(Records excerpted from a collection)
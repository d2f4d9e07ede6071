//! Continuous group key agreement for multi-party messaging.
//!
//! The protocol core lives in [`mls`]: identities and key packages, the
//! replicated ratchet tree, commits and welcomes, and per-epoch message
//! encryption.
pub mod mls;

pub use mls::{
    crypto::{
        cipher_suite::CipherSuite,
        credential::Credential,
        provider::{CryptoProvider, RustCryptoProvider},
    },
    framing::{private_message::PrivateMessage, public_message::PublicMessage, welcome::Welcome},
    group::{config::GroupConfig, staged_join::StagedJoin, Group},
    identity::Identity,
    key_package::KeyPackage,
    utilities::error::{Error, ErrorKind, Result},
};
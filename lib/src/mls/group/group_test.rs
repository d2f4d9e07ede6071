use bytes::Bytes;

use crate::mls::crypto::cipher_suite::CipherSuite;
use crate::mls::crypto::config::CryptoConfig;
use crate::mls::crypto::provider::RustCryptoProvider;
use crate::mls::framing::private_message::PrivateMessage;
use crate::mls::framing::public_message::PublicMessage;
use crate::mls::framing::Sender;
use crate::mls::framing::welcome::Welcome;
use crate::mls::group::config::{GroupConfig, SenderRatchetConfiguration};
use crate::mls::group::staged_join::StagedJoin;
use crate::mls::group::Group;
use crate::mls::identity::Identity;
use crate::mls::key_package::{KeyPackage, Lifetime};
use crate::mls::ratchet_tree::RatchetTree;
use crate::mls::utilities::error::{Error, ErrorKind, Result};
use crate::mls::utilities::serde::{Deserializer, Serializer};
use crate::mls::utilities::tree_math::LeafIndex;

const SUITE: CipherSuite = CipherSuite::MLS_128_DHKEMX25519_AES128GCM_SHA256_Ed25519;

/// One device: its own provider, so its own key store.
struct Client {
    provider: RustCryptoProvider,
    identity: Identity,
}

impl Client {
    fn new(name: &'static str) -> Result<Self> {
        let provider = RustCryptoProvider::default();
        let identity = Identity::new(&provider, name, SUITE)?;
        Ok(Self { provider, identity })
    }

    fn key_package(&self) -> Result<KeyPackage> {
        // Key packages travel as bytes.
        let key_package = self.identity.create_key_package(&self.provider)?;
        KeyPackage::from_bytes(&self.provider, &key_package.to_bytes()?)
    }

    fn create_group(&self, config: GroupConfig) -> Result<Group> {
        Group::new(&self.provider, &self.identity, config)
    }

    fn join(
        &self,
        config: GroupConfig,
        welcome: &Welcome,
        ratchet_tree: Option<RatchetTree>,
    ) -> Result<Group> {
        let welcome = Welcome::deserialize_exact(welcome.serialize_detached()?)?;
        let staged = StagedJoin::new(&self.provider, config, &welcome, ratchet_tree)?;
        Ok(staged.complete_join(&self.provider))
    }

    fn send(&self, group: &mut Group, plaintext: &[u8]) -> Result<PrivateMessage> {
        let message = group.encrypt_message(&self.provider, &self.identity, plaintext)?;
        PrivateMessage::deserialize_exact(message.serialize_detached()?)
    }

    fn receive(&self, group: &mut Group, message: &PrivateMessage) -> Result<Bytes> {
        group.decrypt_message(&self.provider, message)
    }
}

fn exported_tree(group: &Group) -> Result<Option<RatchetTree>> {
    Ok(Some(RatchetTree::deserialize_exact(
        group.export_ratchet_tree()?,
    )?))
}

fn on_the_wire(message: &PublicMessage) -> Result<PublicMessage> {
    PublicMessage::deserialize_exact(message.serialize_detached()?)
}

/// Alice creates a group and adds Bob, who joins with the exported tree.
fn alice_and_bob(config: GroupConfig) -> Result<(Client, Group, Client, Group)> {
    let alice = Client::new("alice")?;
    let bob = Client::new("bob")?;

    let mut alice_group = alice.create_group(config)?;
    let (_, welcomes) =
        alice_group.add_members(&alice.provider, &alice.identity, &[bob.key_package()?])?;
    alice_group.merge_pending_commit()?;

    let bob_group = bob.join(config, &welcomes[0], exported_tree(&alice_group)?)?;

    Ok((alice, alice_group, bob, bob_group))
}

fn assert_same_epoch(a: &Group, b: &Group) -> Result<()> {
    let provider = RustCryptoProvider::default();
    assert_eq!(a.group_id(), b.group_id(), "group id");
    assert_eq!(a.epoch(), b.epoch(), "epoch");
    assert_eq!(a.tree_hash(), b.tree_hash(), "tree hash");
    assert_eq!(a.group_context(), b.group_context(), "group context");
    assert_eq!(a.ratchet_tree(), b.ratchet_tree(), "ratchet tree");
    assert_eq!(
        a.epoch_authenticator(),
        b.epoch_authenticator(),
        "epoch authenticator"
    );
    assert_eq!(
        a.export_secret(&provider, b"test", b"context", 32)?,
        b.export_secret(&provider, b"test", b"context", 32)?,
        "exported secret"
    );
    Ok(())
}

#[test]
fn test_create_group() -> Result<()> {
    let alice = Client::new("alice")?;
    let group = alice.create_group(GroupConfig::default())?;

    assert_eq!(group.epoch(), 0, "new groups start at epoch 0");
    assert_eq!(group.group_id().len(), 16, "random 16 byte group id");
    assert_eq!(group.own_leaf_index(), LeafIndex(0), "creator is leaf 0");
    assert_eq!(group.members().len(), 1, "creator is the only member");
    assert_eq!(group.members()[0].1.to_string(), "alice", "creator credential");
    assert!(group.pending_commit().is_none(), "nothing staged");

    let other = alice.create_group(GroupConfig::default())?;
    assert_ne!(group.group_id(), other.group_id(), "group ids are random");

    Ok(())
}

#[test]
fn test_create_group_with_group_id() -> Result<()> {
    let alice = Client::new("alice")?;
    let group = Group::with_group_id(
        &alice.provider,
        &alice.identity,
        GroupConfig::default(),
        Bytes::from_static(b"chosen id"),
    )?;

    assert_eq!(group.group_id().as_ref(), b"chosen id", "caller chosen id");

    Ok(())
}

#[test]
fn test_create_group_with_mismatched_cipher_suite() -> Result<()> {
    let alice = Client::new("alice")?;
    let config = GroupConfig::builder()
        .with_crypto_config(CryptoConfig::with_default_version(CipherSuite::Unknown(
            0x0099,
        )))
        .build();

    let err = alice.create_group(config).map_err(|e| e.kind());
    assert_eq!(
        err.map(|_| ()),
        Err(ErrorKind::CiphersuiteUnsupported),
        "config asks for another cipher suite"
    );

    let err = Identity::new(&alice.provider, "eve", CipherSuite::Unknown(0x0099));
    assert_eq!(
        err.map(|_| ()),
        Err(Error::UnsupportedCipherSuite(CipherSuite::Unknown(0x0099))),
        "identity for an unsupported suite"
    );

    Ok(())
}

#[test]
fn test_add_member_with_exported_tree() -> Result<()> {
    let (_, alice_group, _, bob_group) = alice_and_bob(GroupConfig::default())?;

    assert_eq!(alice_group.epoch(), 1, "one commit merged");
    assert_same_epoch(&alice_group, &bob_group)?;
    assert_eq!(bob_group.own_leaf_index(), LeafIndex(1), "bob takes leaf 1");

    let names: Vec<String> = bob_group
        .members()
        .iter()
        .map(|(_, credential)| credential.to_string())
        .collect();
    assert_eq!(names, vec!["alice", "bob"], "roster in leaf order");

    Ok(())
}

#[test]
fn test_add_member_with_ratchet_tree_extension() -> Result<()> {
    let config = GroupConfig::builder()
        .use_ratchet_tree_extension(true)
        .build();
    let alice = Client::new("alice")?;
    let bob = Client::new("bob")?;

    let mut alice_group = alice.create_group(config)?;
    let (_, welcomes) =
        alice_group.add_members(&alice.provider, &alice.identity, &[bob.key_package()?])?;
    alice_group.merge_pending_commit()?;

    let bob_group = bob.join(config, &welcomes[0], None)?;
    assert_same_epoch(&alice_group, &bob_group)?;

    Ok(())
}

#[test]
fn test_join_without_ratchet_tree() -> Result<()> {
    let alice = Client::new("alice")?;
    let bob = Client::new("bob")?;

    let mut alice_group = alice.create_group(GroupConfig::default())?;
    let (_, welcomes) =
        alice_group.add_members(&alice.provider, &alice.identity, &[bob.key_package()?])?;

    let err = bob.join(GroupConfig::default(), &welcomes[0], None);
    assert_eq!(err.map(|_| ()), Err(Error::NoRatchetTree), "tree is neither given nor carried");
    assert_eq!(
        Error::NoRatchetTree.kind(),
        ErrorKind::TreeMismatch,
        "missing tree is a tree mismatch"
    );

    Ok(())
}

* * *

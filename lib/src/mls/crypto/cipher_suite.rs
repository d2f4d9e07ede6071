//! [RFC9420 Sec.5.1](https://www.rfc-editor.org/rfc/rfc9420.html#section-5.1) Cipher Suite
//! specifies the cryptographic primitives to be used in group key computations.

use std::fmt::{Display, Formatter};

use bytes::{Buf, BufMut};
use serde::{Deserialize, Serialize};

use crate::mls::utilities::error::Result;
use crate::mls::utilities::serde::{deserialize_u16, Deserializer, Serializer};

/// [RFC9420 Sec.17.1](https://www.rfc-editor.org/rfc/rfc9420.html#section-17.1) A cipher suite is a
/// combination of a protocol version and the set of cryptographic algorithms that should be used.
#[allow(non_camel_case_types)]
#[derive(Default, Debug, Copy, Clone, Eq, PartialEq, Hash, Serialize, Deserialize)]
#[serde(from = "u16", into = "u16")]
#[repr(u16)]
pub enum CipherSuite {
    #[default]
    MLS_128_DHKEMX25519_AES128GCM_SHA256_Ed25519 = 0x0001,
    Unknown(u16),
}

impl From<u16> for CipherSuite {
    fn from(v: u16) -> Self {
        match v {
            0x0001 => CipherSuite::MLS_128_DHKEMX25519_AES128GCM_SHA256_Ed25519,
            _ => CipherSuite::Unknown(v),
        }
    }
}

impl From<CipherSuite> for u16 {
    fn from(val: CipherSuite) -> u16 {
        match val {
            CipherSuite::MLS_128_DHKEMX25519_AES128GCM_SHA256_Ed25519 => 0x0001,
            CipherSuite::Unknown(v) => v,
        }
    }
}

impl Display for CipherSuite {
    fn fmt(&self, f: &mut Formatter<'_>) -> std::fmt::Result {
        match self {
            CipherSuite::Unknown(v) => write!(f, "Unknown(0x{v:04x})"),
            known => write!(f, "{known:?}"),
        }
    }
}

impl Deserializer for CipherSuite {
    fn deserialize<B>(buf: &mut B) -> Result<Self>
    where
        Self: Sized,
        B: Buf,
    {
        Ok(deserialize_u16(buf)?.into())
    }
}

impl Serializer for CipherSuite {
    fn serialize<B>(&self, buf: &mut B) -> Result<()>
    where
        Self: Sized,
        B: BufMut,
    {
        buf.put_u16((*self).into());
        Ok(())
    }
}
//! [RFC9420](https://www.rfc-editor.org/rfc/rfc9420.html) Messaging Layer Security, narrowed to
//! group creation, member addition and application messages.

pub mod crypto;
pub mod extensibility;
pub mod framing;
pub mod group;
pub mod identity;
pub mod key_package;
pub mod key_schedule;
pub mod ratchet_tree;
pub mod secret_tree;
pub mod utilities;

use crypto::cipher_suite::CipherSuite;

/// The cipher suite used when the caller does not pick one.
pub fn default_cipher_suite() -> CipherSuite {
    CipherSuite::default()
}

> _What to produce_: The word "serde": say how many lines of the records hold it, and give nothing but the number.

> _Task solution_: 4